■ ABOUT THIS TASK
Pull out all lines from the listing below in which the word "display" appears.

(Beginning of EXERCISE DATA)

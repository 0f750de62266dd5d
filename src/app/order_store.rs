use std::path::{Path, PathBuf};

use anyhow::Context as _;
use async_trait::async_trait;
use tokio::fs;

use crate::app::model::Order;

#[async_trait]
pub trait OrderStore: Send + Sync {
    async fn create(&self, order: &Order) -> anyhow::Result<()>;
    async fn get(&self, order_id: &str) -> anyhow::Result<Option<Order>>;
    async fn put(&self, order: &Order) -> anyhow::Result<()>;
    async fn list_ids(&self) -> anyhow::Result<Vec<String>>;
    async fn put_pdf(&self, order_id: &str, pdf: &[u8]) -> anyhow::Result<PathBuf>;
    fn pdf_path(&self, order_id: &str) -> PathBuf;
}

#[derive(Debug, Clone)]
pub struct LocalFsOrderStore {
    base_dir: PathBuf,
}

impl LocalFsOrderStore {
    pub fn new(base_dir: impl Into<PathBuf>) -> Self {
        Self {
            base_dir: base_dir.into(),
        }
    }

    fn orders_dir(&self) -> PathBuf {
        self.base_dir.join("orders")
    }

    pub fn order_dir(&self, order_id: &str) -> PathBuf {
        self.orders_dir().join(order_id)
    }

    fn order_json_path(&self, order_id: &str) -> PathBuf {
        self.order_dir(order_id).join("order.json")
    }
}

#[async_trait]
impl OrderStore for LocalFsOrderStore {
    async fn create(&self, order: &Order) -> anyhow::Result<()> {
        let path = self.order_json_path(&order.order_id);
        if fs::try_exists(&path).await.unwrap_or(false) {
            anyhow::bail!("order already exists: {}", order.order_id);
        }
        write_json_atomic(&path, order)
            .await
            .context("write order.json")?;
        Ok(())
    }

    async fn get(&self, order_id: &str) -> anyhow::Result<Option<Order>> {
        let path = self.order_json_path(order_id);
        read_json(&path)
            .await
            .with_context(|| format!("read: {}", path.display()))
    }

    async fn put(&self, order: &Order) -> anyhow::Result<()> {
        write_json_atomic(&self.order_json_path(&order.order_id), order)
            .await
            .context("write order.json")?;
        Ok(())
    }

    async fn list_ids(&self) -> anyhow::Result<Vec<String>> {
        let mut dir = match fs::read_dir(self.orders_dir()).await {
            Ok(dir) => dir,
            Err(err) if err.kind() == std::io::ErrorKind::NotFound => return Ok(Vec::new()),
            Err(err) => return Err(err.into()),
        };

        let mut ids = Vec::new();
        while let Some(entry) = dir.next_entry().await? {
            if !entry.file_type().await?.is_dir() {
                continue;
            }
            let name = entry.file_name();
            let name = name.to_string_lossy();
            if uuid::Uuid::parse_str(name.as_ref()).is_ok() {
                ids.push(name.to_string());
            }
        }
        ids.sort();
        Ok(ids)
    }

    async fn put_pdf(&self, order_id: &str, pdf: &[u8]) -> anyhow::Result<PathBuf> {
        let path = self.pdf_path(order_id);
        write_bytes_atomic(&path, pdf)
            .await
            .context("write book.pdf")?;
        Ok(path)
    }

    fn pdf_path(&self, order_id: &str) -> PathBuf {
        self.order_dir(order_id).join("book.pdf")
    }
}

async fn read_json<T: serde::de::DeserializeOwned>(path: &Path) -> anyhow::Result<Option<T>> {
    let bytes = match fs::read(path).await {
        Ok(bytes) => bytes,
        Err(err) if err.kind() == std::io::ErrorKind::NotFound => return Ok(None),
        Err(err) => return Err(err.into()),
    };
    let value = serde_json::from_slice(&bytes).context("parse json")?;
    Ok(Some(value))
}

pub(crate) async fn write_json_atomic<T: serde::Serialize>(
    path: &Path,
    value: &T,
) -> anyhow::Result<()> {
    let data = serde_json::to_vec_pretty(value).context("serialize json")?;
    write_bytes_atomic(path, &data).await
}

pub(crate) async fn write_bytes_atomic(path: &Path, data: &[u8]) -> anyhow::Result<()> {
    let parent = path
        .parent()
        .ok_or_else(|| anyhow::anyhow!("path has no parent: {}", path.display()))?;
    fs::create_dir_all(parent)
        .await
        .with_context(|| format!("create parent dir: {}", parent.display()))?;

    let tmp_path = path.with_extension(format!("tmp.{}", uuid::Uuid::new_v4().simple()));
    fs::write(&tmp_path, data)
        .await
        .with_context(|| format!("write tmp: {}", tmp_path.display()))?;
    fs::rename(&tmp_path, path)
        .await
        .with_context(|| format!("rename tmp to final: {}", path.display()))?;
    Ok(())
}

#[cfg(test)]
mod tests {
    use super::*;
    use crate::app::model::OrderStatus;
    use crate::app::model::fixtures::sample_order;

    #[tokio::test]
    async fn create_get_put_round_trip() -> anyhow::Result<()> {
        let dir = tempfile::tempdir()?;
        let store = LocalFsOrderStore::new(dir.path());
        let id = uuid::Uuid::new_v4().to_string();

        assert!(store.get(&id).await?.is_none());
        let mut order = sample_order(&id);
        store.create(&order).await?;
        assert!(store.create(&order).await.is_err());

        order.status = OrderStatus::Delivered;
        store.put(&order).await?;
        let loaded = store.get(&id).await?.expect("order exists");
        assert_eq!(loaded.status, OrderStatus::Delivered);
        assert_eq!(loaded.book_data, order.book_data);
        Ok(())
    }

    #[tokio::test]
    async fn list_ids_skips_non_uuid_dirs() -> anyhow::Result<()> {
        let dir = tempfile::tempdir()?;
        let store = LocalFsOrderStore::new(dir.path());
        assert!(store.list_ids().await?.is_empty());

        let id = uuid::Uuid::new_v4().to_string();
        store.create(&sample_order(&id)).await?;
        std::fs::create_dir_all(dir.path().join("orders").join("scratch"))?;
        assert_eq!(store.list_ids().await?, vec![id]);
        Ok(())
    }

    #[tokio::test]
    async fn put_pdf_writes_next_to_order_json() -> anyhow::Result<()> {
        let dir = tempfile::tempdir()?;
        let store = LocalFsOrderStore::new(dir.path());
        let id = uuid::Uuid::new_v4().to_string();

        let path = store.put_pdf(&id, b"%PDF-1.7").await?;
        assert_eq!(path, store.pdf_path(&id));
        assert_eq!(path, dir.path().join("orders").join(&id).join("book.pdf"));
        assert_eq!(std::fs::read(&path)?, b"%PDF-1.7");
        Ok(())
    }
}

(End of EXERCISE DATA)

■ RESPONSE BELOW
            .with_context(|| format!("read: {}", path.display()))
        .ok_or_else(|| anyhow::anyhow!("path has no parent: {}", path.display()))?;
        .with_context(|| format!("create parent dir: {}", parent.display()))?;
        .with_context(|| format!("write tmp: {}", tmp_path.display()))?;
        .with_context(|| format!("rename tmp to final: {}", path.display()))?;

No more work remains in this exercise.